== Data extract
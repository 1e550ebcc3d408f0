//! This module aggregates the command definitions for the bot.

/// Help output shared by both surfaces.
mod help;
/// Command bodies shared by the prefix and slash definitions.
pub mod music;
/// Text commands (e.g., `!play lofi beats`).
pub mod prefix;
/// Validation and lookup of the loaded definitions.
pub mod registry;
/// Slash commands (e.g., `/play query:lofi beats`).
pub mod slash;

pub use registry::{BotCommand, CommandRegistry, InvalidCommand, Surface};
use std::sync::Arc;
use std::time::Duration;

use async_trait::async_trait;
use rusty_tunes::fallback::{FallbackCoordinator, FallbackOutcome};
use rusty_tunes::notifications::{Announcer, Notifier};
use rusty_tunes::player::{
    EventBus, PlayOptions, PlayerError, PlayerResult, QueueEngine, QueueEvent, QueueRef,
    VoiceTarget,
};
use rusty_tunes::state::GuildMemory;
use serenity::all::{ChannelId, GuildId};

use crate::assert_eq;
use crate::common::fixtures::{self, GUILD, REQUESTER_VOICE, TEXT_CHANNEL};
use crate::common::mocks::{self, MockEngine};
use crate::common;

/// An engine whose play never completes, like a yt-dlp run that hangs
struct StalledEngine;

#[async_trait]
impl QueueEngine for StalledEngine {
    async fn play(&self, _: VoiceTarget, _: String, _: PlayOptions) -> PlayerResult<()> {
        std::future::pending().await
    }
}

fn notifier(
    engine: impl QueueEngine + 'static,
    memory: Arc<GuildMemory>,
) -> (Notifier, mocks::Sent) {
    let (announcer, sent) = mocks::recording_announcer();
    let announcer: Arc<dyn Announcer> = Arc::new(announcer);
    let fallback = Arc::new(FallbackCoordinator::new(
        Arc::new(engine),
        Arc::new(mocks::voice_lookup(Some(REQUESTER_VOICE))),
        Arc::clone(&announcer),
        memory,
    ));
    (Notifier::new(announcer, fallback), sent)
}

#[tokio::test]
async fn test_track_added_sends_one_message() {
    common::init();
    let (notifier, sent) = notifier(mocks::idle_engine(), Arc::default());

    notifier
        .dispatch(QueueEvent::TrackAdded {
            queue: fixtures::queue(),
            track: fixtures::track("X", 201, "Y"),
        })
        .await;

    let sent = sent.lock().unwrap();
    assert_eq!(sent.len(), 1);
    let (channel, embed) = &sent[0];
    assert_eq!(*channel, TEXT_CHANNEL);

    let text = embed.to_string();
    assert!(text.contains("X"));
    assert!(text.contains("3:21"));
    assert!(text.contains("\"Y\""));
}

#[tokio::test]
async fn test_event_without_text_channel_is_dropped() {
    common::init();
    let (notifier, sent) = notifier(mocks::idle_engine(), Arc::default());

    notifier
        .dispatch(QueueEvent::Finished {
            queue: QueueRef {
                guild_id: GUILD,
                text_channel: None,
            },
        })
        .await;

    assert!(sent.lock().unwrap().is_empty());
}

#[tokio::test]
async fn test_ordinary_error_is_announced_without_fallback() {
    common::init();
    let (notifier, sent) = notifier(mocks::idle_engine(), Arc::default());

    notifier
        .dispatch(QueueEvent::Error {
            queue: fixtures::queue(),
            error: PlayerError::Source("geo restricted".to_string()),
        })
        .await;

    assert_eq!(mocks::titles(&sent), vec!["❌ Playback error"]);
}

#[tokio::test]
async fn test_rate_limit_triggers_exactly_one_fallback_play() {
    common::init();
    let memory = Arc::new(GuildMemory::new());
    memory.remember_search(GUILD, fixtures::search("lofi beats"));

    let mut engine = MockEngine::new();
    engine
        .expect_play()
        .withf(|_, query, _| query == "ytsearch:lofi beats")
        .times(1)
        .returning(|_, _, _| Ok(()));

    let (notifier, sent) = notifier(engine, memory);
    let fallback = notifier
        .dispatch(QueueEvent::Error {
            queue: fixtures::queue(),
            error: PlayerError::RateLimited("HTTP Error 429".to_string()),
        })
        .await
        .expect("rate limit starts a fallback");

    assert_eq!(fallback.await.unwrap(), FallbackOutcome::Retried);

    assert_eq!(
        mocks::titles(&sent),
        vec!["❌ Playback error", "⚠️ SoundCloud rate limit reached"]
    );
}

#[tokio::test]
async fn test_run_drains_events_in_order() {
    common::init();
    let (notifier, sent) = notifier(mocks::idle_engine(), Arc::default());
    let (bus, events) = EventBus::new();

    bus.emit(QueueEvent::TrackAdded {
        queue: fixtures::queue(),
        track: fixtures::track("First", 60, "Y"),
    });
    bus.emit(QueueEvent::Finished {
        queue: fixtures::queue(),
    });
    drop(bus);

    notifier.run(events).await;

    assert_eq!(
        mocks::titles(&sent),
        vec!["➕ Track added", "✅ Playback finished"]
    );
}

#[tokio::test]
async fn test_stalled_fallback_does_not_hold_up_other_guilds() {
    common::init();
    let memory = Arc::new(GuildMemory::new());
    memory.remember_search(GUILD, fixtures::search("lofi beats"));

    let (notifier, sent) = notifier(StalledEngine, memory);
    let (bus, events) = EventBus::new();
    let other_channel = ChannelId::new(999);

    bus.emit(QueueEvent::Error {
        queue: fixtures::queue(),
        error: PlayerError::RateLimited("HTTP Error 429".to_string()),
    });
    bus.emit(QueueEvent::Finished {
        queue: QueueRef {
            guild_id: GuildId::new(999),
            text_channel: Some(other_channel),
        },
    });
    drop(bus);

    tokio::time::timeout(Duration::from_secs(5), notifier.run(events))
        .await
        .expect("notifier drained the stream while the fallback was stuck");

    let sent = sent.lock().unwrap();
    assert!(
        sent.iter()
            .any(|(channel, embed)| *channel == other_channel
                && embed["title"] == "✅ Playback finished")
    );
}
====
■ Your task: Lines from the top of the data above through the line containing "use async_trait::async_trait;" must be repeated exactly. All other lines stay out.

■ Finished exercise:
repository 1e550ebcc3d408f0
//! This module aggregates the command definitions for the bot.

/// Help output shared by both surfaces.
mod help;
/// Command bodies shared by the prefix and slash definitions.
pub mod music;
/// Text commands (e.g., `!play lofi beats`).
pub mod prefix;
/// Validation and lookup of the loaded definitions.
pub mod registry;
/// Slash commands (e.g., `/play query:lofi beats`).
pub mod slash;

pub use registry::{BotCommand, CommandRegistry, InvalidCommand, Surface};
use std::sync::Arc;
use std::time::Duration;

use async_trait::async_trait;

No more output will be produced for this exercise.